Segment Open
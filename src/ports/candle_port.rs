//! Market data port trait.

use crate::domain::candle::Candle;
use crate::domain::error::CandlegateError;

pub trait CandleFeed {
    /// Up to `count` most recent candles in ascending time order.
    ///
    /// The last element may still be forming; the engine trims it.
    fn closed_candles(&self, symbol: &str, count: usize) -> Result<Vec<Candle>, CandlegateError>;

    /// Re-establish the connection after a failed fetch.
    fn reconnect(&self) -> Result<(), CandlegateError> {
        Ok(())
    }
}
Segment Closed
Segment Open
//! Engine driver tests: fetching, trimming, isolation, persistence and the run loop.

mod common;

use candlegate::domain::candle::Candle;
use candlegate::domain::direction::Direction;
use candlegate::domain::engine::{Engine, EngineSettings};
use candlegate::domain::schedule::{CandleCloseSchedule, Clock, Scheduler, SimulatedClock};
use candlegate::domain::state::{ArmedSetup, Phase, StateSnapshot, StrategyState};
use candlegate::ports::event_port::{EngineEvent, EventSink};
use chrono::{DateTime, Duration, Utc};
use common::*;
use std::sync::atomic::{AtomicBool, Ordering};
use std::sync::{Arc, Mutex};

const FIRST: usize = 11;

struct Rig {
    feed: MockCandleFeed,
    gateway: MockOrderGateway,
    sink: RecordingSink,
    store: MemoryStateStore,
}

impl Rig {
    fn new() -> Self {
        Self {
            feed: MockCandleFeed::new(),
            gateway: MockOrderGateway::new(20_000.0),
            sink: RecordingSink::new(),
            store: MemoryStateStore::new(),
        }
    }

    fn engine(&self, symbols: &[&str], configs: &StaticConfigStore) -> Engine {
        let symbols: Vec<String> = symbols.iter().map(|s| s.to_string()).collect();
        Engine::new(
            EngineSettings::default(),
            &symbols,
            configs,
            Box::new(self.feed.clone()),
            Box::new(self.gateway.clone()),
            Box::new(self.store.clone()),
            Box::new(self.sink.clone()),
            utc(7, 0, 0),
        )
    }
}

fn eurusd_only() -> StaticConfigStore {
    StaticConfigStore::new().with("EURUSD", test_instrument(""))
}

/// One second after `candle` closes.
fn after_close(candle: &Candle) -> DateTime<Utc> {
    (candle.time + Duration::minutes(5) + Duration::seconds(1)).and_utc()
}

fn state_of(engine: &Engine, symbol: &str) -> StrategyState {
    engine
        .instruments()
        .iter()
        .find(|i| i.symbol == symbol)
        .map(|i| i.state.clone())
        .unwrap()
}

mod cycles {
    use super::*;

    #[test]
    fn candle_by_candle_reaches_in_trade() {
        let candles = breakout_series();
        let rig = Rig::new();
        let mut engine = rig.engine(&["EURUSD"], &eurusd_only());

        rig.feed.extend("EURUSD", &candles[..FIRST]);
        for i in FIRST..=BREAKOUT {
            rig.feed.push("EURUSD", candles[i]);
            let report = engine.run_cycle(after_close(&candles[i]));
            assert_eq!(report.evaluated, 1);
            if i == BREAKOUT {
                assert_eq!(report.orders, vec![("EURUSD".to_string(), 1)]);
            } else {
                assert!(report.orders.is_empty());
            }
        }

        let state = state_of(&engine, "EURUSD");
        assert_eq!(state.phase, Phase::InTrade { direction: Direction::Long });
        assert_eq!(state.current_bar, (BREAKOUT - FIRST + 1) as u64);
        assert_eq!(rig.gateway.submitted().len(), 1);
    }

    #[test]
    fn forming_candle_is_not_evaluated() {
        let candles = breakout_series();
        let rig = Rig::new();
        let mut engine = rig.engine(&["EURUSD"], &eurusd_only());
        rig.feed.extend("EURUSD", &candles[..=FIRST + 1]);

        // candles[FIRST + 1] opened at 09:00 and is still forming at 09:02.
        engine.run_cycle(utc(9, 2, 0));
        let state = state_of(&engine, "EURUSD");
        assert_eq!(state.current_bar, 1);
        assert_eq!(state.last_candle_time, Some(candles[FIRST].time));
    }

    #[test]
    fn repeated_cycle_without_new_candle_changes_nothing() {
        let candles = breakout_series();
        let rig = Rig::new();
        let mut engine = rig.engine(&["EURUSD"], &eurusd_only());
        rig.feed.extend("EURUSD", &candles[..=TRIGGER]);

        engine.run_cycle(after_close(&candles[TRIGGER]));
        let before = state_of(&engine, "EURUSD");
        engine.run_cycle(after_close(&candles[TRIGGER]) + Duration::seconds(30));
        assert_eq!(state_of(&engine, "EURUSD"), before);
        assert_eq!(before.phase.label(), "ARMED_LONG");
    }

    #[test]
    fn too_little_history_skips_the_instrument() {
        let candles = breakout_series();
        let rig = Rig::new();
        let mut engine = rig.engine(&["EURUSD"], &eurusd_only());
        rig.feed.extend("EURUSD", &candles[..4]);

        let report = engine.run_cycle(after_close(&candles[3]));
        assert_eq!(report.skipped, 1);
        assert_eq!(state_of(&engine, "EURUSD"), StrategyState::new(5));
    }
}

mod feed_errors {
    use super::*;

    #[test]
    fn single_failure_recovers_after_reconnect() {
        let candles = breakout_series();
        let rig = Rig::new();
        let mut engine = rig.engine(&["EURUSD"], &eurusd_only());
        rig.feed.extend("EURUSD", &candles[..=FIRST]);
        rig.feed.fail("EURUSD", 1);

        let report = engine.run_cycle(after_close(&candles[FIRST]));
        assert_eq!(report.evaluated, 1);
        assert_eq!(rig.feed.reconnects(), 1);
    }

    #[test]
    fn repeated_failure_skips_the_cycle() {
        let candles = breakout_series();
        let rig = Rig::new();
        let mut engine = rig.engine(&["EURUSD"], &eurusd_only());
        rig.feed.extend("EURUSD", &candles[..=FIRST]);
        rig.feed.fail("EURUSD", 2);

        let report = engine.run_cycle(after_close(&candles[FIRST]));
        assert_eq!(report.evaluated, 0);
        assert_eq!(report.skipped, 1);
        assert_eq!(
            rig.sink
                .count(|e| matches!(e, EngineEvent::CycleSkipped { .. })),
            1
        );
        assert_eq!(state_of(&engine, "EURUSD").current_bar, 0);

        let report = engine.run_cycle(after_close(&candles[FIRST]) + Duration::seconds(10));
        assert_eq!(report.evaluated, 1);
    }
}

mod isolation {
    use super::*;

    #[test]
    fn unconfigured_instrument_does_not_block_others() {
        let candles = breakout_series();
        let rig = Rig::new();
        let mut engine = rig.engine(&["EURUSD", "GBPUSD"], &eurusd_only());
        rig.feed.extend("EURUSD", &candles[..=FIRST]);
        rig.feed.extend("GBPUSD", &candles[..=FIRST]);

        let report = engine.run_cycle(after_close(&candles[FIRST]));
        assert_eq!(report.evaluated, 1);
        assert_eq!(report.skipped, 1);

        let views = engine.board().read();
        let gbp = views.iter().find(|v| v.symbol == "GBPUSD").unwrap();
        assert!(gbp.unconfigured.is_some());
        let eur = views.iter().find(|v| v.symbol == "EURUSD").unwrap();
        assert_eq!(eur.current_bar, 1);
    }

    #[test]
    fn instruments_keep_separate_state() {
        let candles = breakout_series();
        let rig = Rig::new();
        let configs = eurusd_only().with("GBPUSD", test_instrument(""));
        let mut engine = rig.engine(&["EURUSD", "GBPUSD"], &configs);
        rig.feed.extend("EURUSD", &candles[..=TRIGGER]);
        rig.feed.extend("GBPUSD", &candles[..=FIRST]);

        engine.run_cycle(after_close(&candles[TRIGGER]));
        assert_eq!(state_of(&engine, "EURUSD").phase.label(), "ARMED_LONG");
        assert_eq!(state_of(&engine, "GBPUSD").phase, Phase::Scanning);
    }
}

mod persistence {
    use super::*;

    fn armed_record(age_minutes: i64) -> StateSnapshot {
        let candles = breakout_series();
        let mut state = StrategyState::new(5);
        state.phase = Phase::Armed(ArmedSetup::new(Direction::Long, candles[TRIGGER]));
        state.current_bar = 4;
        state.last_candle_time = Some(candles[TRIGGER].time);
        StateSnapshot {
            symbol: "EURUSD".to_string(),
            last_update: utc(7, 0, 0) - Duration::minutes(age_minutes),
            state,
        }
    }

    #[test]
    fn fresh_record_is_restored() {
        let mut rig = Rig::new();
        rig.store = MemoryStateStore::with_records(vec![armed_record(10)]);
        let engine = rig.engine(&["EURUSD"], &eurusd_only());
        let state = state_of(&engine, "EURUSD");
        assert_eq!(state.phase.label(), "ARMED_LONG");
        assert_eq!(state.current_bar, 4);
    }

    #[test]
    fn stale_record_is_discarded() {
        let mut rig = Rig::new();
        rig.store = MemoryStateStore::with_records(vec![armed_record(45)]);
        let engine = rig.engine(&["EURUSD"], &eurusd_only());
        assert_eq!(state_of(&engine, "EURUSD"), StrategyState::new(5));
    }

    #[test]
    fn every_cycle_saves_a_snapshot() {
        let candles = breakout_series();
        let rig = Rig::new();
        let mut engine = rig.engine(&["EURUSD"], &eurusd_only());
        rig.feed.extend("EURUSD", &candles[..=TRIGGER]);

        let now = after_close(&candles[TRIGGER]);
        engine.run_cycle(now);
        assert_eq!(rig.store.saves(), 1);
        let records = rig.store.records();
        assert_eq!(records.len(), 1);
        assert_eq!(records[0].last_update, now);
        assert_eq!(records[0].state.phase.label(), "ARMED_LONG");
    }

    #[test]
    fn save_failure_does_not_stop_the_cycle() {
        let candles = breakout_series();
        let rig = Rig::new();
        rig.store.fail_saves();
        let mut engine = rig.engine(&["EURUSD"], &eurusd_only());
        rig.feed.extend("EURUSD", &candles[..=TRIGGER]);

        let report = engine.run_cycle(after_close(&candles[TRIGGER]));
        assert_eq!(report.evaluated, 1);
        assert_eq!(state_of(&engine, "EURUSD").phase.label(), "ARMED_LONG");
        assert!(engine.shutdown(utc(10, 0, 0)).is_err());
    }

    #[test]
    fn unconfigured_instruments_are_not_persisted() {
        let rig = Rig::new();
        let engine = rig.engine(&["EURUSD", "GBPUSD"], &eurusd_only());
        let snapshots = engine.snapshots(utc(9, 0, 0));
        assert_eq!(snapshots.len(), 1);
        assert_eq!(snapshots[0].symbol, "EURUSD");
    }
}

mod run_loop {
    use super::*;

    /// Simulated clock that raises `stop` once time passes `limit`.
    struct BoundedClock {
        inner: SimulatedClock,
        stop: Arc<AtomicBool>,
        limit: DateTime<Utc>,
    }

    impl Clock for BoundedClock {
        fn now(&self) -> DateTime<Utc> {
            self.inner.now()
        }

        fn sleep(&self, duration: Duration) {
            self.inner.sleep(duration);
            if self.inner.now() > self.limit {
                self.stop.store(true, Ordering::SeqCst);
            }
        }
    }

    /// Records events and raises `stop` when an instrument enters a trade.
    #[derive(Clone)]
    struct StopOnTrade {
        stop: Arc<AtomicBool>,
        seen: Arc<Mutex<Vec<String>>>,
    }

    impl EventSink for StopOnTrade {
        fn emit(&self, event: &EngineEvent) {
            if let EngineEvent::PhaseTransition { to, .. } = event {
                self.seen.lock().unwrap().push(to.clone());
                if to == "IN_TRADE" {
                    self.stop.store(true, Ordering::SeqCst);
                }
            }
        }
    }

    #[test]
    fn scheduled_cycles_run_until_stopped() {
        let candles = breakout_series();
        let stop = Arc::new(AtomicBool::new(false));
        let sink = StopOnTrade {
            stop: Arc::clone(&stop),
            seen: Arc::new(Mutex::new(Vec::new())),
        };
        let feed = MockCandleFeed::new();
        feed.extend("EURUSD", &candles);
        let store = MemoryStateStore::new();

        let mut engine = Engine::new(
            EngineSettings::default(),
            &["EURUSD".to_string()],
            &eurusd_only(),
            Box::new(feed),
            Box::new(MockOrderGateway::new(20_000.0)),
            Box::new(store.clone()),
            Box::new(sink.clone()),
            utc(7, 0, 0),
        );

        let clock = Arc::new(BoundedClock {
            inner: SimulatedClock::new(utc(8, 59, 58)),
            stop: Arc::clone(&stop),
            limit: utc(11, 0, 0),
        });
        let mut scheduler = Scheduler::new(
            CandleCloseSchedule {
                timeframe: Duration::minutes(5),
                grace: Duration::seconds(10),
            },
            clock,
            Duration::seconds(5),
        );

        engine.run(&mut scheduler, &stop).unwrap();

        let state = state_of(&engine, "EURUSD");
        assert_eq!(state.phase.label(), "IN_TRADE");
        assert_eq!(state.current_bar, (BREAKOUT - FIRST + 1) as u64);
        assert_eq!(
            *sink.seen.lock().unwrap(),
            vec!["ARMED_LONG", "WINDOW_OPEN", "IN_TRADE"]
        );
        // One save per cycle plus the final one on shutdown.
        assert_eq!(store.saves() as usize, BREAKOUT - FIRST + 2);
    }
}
Segment Closed
Segment Open
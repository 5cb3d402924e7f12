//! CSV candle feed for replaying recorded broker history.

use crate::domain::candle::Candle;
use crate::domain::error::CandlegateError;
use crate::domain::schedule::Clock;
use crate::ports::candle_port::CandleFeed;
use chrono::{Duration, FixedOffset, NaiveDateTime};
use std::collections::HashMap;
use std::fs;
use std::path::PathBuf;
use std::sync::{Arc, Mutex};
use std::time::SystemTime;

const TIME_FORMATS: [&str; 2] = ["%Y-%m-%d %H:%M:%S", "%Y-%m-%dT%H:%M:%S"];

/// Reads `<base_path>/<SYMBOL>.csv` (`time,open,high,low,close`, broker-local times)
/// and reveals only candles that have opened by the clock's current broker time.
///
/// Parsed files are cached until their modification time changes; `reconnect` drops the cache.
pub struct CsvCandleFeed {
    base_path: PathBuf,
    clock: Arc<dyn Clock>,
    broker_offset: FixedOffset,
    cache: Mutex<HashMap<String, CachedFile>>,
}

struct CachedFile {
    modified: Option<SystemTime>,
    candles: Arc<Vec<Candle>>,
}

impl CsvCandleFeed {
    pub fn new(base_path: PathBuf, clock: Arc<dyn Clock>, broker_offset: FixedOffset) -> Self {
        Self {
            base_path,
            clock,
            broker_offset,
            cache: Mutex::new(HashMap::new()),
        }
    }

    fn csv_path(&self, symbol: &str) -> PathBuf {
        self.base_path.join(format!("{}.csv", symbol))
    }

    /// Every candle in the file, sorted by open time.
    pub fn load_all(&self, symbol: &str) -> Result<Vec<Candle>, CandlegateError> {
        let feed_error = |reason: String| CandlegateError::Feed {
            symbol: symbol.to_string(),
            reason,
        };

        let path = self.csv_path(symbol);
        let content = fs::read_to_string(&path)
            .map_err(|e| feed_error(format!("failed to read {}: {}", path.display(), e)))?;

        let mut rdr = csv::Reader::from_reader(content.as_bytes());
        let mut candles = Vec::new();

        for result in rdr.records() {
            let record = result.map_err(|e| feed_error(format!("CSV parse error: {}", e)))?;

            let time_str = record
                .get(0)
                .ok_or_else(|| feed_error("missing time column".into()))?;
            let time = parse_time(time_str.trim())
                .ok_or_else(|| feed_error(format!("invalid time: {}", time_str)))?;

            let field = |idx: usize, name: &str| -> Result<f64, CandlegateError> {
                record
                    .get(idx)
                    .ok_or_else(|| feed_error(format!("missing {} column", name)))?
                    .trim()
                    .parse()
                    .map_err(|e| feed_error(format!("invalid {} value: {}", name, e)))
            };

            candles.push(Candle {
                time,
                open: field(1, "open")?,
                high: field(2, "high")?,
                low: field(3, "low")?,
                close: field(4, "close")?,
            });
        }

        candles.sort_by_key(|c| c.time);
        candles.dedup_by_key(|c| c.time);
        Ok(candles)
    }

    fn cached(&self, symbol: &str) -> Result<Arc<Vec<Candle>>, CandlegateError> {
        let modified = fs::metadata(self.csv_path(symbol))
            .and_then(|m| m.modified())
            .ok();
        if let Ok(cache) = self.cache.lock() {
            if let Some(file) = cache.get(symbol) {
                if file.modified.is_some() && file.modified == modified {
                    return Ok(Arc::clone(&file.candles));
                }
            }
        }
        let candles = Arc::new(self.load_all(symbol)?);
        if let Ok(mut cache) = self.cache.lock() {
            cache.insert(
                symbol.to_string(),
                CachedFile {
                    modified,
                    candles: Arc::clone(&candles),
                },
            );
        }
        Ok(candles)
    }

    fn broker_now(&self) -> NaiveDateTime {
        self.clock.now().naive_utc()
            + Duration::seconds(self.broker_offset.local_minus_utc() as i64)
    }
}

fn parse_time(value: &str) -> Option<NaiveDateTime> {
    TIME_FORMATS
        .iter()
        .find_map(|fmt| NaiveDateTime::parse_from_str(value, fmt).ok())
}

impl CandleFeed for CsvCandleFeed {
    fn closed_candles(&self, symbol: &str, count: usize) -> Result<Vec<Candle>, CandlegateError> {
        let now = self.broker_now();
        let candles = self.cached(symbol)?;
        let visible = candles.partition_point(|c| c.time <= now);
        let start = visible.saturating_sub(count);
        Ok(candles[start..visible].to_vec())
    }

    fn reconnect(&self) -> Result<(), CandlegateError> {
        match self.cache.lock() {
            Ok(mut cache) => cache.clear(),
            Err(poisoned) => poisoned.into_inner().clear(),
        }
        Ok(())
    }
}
Segment Closed
▸ Exercise brief
Reproduce word for word the material above, beginning with the line that contains "(candle.time + Duration::minutes(5)" and ending with the line that contains "for i in FIRST..=BREAKOUT".

▸ Task result
    (candle.time + Duration::minutes(5) + Duration::seconds(1)).and_utc()
}

fn state_of(engine: &Engine, symbol: &str) -> StrategyState {
    engine
        .instruments()
        .iter()
        .find(|i| i.symbol == symbol)
        .map(|i| i.state.clone())
        .unwrap()
}

mod cycles {
    use super::*;

    #[test]
    fn candle_by_candle_reaches_in_trade() {
        let candles = breakout_series();
        let rig = Rig::new();
        let mut engine = rig.engine(&["EURUSD"], &eurusd_only());

        rig.feed.extend("EURUSD", &candles[..FIRST]);
        for i in FIRST..=BREAKOUT {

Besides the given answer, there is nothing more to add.